Stored items
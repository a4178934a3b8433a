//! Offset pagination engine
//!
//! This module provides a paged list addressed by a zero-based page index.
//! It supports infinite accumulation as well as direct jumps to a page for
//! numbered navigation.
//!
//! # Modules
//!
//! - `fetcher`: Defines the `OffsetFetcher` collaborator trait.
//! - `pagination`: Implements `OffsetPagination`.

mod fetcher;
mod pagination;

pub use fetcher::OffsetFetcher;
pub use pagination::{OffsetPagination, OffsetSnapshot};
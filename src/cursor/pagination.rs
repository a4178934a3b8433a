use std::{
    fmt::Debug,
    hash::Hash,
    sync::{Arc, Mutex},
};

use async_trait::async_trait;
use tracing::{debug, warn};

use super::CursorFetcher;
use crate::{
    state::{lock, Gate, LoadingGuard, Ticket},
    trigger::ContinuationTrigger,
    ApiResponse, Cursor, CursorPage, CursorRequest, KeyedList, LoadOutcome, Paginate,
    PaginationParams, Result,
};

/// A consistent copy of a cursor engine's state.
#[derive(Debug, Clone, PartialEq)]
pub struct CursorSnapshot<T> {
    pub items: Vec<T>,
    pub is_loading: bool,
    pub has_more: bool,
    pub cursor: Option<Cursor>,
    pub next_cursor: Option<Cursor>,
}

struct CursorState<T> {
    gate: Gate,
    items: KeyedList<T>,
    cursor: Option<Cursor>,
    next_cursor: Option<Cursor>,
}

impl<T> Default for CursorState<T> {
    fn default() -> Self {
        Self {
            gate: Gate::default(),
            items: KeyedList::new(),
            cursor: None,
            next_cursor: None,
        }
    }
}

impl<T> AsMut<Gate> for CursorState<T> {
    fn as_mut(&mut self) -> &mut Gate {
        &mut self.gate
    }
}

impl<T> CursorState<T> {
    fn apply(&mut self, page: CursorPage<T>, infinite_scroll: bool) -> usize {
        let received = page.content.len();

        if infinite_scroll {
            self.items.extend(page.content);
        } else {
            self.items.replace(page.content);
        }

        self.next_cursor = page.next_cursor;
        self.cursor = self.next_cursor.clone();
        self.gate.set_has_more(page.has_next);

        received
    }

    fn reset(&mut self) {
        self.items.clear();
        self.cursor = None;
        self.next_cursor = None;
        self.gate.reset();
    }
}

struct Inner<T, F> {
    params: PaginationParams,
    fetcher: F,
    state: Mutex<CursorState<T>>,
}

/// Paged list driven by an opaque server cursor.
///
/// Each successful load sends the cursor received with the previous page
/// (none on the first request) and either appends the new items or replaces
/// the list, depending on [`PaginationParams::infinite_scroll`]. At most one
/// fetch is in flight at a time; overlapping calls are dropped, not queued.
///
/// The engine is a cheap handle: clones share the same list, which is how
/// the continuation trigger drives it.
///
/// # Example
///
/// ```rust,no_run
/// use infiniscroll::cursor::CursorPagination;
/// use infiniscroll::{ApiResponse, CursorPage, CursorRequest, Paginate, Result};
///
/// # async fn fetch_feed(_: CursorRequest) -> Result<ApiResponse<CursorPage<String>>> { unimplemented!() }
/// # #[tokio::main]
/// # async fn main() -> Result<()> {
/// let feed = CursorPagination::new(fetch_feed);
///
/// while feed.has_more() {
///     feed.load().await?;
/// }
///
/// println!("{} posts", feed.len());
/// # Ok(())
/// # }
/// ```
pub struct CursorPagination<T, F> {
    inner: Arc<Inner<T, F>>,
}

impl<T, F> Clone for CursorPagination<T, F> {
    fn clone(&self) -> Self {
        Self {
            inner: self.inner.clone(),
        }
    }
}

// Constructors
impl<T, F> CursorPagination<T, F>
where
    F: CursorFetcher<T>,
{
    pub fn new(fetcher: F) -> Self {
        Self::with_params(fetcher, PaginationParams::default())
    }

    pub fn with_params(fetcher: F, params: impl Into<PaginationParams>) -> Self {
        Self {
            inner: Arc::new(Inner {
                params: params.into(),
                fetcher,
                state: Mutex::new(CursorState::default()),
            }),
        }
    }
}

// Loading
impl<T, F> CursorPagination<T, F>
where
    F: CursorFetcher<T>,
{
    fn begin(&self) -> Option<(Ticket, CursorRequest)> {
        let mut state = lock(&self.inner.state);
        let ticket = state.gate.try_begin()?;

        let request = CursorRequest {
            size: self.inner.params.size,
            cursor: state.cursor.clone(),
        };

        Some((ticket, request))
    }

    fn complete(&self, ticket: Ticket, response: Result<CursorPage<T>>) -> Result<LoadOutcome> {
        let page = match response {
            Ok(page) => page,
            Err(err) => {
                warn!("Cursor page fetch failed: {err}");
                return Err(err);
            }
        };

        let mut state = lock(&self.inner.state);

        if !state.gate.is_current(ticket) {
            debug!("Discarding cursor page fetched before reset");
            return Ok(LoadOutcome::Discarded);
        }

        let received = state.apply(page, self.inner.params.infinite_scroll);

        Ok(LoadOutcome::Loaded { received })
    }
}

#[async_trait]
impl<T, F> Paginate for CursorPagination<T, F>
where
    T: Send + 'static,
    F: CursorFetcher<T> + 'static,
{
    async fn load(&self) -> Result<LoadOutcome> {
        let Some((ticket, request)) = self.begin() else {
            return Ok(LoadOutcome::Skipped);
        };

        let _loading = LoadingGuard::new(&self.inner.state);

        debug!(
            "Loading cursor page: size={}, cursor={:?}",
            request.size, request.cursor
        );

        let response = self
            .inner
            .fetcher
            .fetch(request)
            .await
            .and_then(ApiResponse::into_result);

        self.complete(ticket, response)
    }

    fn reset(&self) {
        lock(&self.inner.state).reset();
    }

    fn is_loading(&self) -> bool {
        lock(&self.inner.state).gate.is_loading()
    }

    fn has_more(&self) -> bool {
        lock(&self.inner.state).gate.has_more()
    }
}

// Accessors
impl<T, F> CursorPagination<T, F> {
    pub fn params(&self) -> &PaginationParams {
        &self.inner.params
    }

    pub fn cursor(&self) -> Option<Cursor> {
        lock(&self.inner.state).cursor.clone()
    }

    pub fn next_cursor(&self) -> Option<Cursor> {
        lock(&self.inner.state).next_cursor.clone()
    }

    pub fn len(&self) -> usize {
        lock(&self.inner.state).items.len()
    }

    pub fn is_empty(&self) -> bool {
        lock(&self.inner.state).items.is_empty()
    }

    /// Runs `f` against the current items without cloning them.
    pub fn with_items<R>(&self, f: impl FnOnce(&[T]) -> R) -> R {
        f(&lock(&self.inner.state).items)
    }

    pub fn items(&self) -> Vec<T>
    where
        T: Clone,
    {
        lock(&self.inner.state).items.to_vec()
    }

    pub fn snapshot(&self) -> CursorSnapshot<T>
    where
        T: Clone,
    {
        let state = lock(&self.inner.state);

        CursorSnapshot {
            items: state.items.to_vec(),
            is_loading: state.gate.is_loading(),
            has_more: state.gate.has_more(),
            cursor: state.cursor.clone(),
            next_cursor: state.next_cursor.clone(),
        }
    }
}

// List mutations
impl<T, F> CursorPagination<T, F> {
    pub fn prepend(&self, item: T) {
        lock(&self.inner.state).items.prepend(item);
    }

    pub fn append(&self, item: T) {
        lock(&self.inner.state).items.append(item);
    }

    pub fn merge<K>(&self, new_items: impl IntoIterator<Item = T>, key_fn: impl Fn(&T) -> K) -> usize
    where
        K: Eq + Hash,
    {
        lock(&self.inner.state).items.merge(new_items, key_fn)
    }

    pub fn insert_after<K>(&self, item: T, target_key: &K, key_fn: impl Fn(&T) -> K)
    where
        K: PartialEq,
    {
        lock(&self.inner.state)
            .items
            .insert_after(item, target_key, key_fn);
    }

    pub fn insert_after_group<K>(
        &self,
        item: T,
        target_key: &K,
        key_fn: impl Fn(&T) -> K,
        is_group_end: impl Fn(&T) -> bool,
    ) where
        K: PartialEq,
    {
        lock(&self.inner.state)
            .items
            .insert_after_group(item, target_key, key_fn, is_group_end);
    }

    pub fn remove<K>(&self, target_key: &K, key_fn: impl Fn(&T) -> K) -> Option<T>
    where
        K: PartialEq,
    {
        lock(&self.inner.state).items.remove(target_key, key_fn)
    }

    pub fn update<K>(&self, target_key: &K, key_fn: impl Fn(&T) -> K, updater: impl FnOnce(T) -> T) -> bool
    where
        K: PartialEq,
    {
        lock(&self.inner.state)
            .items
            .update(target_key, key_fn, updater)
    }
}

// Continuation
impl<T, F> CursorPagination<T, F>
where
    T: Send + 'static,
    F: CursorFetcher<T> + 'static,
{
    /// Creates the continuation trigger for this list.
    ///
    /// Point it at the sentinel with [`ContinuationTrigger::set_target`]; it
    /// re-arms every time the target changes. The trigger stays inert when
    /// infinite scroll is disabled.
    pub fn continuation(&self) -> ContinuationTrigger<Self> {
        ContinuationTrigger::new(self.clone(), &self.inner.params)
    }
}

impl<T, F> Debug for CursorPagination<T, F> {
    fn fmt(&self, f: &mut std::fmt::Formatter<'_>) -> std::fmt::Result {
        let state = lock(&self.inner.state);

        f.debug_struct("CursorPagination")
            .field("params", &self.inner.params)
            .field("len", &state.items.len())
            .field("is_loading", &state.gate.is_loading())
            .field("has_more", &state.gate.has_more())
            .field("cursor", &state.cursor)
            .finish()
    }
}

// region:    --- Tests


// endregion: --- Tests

==

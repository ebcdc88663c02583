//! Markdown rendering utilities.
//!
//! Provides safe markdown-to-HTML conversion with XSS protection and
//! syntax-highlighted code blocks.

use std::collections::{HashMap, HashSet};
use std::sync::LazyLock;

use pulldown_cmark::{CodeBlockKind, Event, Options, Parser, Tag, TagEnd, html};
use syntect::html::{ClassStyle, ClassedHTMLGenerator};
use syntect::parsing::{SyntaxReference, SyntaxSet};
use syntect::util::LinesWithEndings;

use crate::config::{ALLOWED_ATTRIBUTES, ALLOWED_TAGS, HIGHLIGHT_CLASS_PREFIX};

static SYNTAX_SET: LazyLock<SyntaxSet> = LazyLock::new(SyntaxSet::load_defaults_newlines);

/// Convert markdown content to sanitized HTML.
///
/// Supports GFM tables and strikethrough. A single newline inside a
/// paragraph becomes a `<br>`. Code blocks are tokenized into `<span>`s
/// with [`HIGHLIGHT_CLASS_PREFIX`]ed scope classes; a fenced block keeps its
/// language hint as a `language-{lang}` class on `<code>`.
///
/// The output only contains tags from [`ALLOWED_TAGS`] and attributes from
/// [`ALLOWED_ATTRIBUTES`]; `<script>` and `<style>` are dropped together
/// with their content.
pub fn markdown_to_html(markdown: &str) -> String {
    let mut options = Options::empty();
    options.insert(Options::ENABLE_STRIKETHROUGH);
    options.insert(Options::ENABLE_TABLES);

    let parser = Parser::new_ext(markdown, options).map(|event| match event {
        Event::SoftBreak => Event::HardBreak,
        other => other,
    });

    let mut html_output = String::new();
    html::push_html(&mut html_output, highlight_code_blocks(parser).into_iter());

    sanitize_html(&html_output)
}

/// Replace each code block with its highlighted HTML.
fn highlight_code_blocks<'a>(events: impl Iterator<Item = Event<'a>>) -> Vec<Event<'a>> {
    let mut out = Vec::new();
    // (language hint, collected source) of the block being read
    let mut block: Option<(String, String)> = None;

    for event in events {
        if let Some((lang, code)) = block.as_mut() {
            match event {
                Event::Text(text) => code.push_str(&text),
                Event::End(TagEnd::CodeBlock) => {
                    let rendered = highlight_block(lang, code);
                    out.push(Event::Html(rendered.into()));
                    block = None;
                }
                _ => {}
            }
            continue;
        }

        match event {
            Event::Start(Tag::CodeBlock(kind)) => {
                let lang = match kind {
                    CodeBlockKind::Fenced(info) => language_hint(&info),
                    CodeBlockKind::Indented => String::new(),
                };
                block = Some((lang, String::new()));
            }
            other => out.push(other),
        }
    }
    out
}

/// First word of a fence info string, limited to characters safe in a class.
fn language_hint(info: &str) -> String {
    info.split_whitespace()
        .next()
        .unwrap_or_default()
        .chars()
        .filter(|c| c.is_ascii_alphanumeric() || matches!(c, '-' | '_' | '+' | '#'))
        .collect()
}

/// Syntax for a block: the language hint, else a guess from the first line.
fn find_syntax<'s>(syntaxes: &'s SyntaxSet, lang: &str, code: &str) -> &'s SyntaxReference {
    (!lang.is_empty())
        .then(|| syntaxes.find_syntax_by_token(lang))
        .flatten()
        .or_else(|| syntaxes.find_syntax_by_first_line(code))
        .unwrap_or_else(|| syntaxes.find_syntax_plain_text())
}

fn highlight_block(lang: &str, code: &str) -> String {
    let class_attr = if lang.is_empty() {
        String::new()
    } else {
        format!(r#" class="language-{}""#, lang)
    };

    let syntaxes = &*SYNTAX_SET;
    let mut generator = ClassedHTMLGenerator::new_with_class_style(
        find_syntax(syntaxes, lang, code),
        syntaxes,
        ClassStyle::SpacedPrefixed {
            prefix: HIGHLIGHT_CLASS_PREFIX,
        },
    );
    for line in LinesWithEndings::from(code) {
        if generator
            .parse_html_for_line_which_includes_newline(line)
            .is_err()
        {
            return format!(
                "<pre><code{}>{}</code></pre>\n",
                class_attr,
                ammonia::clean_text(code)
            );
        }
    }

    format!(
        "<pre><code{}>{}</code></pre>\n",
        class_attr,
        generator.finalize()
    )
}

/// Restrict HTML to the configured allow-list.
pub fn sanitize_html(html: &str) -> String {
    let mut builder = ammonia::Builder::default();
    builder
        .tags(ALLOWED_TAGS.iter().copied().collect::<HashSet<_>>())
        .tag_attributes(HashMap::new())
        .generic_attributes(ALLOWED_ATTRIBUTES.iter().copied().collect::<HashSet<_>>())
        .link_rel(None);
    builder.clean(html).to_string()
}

* EXERCISE AIM:
Tally the lines of the records holding the word "events", then state only the tally.

* COMPLETED EXERCISE:
2